WHAT TO WORK ON
Go through the entries below. Copy out every line that contains "vision".
### RECORDS SHOWN ###
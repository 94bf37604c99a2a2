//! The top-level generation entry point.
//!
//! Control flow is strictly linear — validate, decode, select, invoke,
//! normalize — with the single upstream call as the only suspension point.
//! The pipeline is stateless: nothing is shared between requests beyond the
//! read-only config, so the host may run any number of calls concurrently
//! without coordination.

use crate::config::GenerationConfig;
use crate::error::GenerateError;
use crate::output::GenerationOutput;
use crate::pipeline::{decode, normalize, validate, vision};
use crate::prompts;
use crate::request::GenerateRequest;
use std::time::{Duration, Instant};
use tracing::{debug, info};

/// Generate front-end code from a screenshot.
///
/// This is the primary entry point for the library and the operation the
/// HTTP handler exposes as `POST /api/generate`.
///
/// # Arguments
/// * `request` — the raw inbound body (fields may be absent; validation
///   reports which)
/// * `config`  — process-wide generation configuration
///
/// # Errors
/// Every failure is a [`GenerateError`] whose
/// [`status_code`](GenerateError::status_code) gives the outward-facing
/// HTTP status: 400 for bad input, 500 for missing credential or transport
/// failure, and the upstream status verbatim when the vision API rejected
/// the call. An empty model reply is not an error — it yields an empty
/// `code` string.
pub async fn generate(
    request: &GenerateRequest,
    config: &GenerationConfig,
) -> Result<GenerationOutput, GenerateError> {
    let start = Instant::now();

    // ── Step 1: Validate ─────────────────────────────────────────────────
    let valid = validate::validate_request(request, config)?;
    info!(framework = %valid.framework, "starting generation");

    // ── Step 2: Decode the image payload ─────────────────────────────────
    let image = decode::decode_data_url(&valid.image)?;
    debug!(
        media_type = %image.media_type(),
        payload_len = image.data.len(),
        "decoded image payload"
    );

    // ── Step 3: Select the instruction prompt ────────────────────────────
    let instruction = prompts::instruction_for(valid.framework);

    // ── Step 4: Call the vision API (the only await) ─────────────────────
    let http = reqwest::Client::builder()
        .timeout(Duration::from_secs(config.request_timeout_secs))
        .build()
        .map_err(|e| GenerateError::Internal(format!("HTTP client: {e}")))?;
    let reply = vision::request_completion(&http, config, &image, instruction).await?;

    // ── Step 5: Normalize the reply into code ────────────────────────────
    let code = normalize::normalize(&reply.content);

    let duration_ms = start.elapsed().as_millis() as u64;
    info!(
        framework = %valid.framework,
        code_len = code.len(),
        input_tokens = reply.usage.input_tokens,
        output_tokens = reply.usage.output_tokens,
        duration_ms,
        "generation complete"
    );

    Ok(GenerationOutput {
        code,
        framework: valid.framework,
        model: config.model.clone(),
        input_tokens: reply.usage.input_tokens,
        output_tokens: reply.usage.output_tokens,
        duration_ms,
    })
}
###
RESULT BELOW
use crate::pipeline::{decode, normalize, validate, vision};
/// failure, and the upstream status verbatim when the vision API rejected
    // ── Step 4: Call the vision API (the only await) ─────────────────────
    let reply = vision::request_completion(&http, config, &image, instruction).await?;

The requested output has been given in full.